Thanks for your reply Ken, it’s definitely a tricky one.

There is about 2,000 lines if code in the processing part, I might just need to step through this line by line and try and pinpoint the problem!

Are you dynamically creating connections or altering connections within your loop? If so, that would be the first area I’d check.

Ok I found the problem and I’m surprised I haven’t come across this before.

I’m creating objects inside the loop and appending them to a list, at the end of the routine I’m using bulk_create to save all the objects. This approach speeds up the loop as bulk_create at the end is faster than saving individually.

Anyway, if I create a django object, for example

>>> p=Plan()

and then get the size of it.

>>> sys.getsizeof(p)
48

It’s 48 bytes, which seems reasonable.

If I add that object to a list and get the size of list it’s 88 bytes which also seems reasonable.

>>> plans = []
>>> plans.append(p)
>>> sys.getsizeof(plans)
88

The problem happens if I create 10,000 objects and add them to a list.

The size of the list in memory becomes 85KB (48 bytes per object) however the memory usage of the python process goes up by ~214MB (2,071 Bytes per object).

This is a simple example but in my case I’m creating lots of objects within each cycle and appending these to lists.

I haven’t studied the internals of python but now that I look at it again I’m assuming that the list is just storing a reference to the actual object in the django library, hence why I was seeing utils.py increase.

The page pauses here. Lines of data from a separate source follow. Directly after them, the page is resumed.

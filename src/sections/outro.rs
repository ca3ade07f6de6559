use glam::{Vec2, Vec4};

use crate::math::rect::Rect;
use crate::rendering::layer::Layer;
use crate::scroll::{Placement, SectionSlot};
use crate::sections::{vh, FrameContext, Section};

const PANEL_Z: i32 = 20;

/// A transparent screen of backdrop followed by a black screen that slides
/// over the fixed layers.
#[derive(Debug, Default)]
pub struct Outro {
    slot: Option<SectionSlot>,
}

impl Section for Outro {
    fn name(&self) -> &'static str {
        "outro"
    }

    fn height(&self, viewport: Vec2) -> f32 {
        vh(viewport, 2.0)
    }

    fn mount(&mut self, slot: &SectionSlot, _viewport: Vec2) -> anyhow::Result<()> {
        self.slot = Some(slot.clone());
        Ok(())
    }

    fn update(&mut self, _ctx: &FrameContext) {}

    fn layers<'a>(&'a self, ctx: &FrameContext, out: &mut Vec<Layer<'a>>) {
        let Some(slot) = &self.slot else {
            return;
        };

        let local = Rect::new(0.0, ctx.viewport.y, ctx.viewport.x, ctx.viewport.y);
        let rect = Placement::Flow.place(local, slot, ctx.scroll);
        out.push(Layer::solid(PANEL_Z, rect, Vec4::new(0.0, 0.0, 0.0, 1.0)));
    }
}

#[cfg(test)]
mod tests {
    use super::*;

    #[test]
    fn black_panel_covers_the_last_screen() {
        let viewport = Vec2::new(1280.0, 800.0);
        let mut outro = Outro::default();
        outro
            .mount(
                &SectionSlot {
                    index: 4,
                    top: 4000.0,
                    height: outro.height(viewport),
                },
                viewport,
            )
            .unwrap();

        let mut layers = Vec::new();
        let ctx = FrameContext {
            scroll: 4800.0,
            viewport,
            ..Default::default()
        };
        outro.layers(&ctx, &mut layers);

        assert_eq!(layers.len(), 1);
        assert_eq!(layers[0].rect, Rect::from_size(viewport));
        assert_eq!(layers[0].z, PANEL_Z);
    }
}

It’s strange that my Plan() object is taking up 2KB in memory but anyway.

I can probably get around this by doing a bulk save when the lists reach a certain size.

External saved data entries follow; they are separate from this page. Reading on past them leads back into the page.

use std::mem::offset_of;

use id_arena::{Arena, Id};
use wgpu::util::DeviceExt;

use crate::model::{Model, ModelPrimitive, Vertex};
use crate::rendering::instance::{InstanceBuffer, Instances};
use crate::rendering::material::{RenderMaterial, RenderMaterialId};

pub type RenderModelId = Id<RenderModel>;

pub struct RenderPrimitive {
    pub vertex_buffer: wgpu::Buffer,
    pub index_buffer: wgpu::Buffer,
    pub num_indices: u32,
    pub material: RenderMaterialId,
}

impl RenderPrimitive {
    fn from_primitive(
        device: &wgpu::Device,
        model: &Model,
        primitive: &ModelPrimitive,
        material: RenderMaterialId,
    ) -> Self {
        let vertex_buffer_name = format!(
            "Vertex buffer ({}, primitive {})",
            model.name, primitive.index
        );
        let index_buffer_name = format!(
            "Index buffer ({}, primitive {})",
            model.name, primitive.index
        );

        let vertex_buffer = device.create_buffer_init(&wgpu::util::BufferInitDescriptor {
            label: Some(&vertex_buffer_name),
            contents: bytemuck::cast_slice(&primitive.vertices),
            usage: wgpu::BufferUsages::VERTEX,
        });

        let index_buffer = device.create_buffer_init(&wgpu::util::BufferInitDescriptor {
            label: Some(&index_buffer_name),
            contents: bytemuck::cast_slice(&primitive.indices),
            usage: wgpu::BufferUsages::INDEX,
        });

        Self {
            vertex_buffer,
            index_buffer,
            num_indices: primitive.indices.len() as u32,
            material,
        }
    }
}

pub struct RenderModel {
    pub primitives: Vec<RenderPrimitive>,
    pub instance_buffer: InstanceBuffer,
    pub instances: Instances,
}

impl RenderModel {
    /// `material_for` resolves each primitive's material to its GPU material.
    pub fn from_model(
        device: &wgpu::Device,
        model: &Model,
        material_for: impl Fn(&ModelPrimitive) -> RenderMaterialId,
    ) -> Self {
        let primitives = model
            .primitives
            .iter()
            .map(|primitive| {
                RenderPrimitive::from_primitive(device, model, primitive, material_for(primitive))
            })
            .collect();
        let instance_buffer = InstanceBuffer::new(device, model.name.clone());

        RenderModel {
            primitives,
            instance_buffer,
            instances: Instances::new(),
        }
    }
}

pub const RENDER_MODEL_VBL: wgpu::VertexBufferLayout<'static> = wgpu::VertexBufferLayout {
    array_stride: std::mem::size_of::<Vertex>() as wgpu::BufferAddress,
    step_mode: wgpu::VertexStepMode::Vertex,
    attributes: &[
        wgpu::VertexAttribute {
            offset: offset_of!(Vertex, position) as wgpu::BufferAddress,
            shader_location: 0,
            format: wgpu::VertexFormat::Float32x3,
        },
        wgpu::VertexAttribute {
            offset: offset_of!(Vertex, normal) as wgpu::BufferAddress,
            shader_location: 1,
            format: wgpu::VertexFormat::Float32x3,
        },
        wgpu::VertexAttribute {
            offset: offset_of!(Vertex, tex_coords) as wgpu::BufferAddress,
            shader_location: 2,
            format: wgpu::VertexFormat::Float32x2,
        },
    ],
};

impl RenderModel {
    pub fn draw(&self, render_pass: &mut wgpu::RenderPass, materials: &Arena<RenderMaterial>) {
        if !self.instances.should_render() {
            return;
        }

        let instance_count = self.instances.len() as u32;
        self.instance_buffer.bind(render_pass);

        for primitive in &self.primitives {
            let Some(material) = materials.get(primitive.material) else {
                continue;
            };

            render_pass.set_bind_group(1, &material.bind_group, &[]);
            render_pass.set_vertex_buffer(0, primitive.vertex_buffer.slice(..));
            render_pass.set_index_buffer(primitive.index_buffer.slice(..), wgpu::IndexFormat::Uint32);
            render_pass.draw_indexed(0..primitive.num_indices, 0, 0..instance_count);
        }
    }
}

Here is a full example, Plan() can be substituted for any django object

import os
import psutil
import sys

process = psutil.Process(os.getpid())

initial_memory = process.memory_info().rss

plans = []

for i in range(10000):
    plan = Plan()
    plans.append(plan)

final_memory = process.memory_info().rss

memory_increase = final_memory - initial_memory
memory_per_object_increase = memory_increase / 10000

print(f"Initial memory usage: {initial_memory} bytes")
print(f"Memory usage after creating 10,000 objects: {final_memory} bytes")
print(f"Memory increase: {memory_increase} bytes")
print(f"Memory per object increase: {memory_per_object_increase} bytes")

plans_size = sys.getsizeof(plans)
print(f"Memory used by the 'plans' list: {plans_size} bytes")

single_plan_size = sys.getsizeof(plans[0])
print(f"Memory used by a single Plan object: {single_plan_size} bytes")

I ran this on one of my test systems, using the User object instead of Plan:

Initial memory usage: 171741184 bytes
Memory usage after creating 10,000 objects: 174714880 bytes
Memory increase: 2973696 bytes
Memory per object increase: 297.3696 bytes
Memory used by the 'plans' list: 85176 bytes
Memory used by a single Plan object: 48 bytes

I even upped the size of the list to 1,000,000 objects:

Initial memory usage: 174714880 bytes
Memory usage after creating 1,000,000 objects: 470450176 bytes
Memory increase: 295735296 bytes
Memory per object increase: 295.735296 bytes
Memory used by the 'plans' list: 8448728 bytes
Memory used by a single Plan object: 48 bytes

This is showing a total memory increase of ~295 MB for 1,000,000 objects.

I do think there’s something else going on here.

Side note: There are effective upper limits on the number of objects being created in bulk_create. There’s a point beyond which the SQL traffic will be “chunked” anyway, so you might as well do these creates in batches.

Thanks for testing Ken.

I can confirm I get the same result with 1,000,000 User objects so the problem must be my models.

Memory usage after creating 1,000,000 objects: 533344256 bytes
Memory increase: 318767104 bytes
Memory per object increase: 318.767104 bytes
Memory used by the 'plans' list: 8448728 bytes
Memory used by a single Plan object: 48 bytes

I might just need to set up a worker that creates the object in the background, and feed it batches of 10,000. :thinking: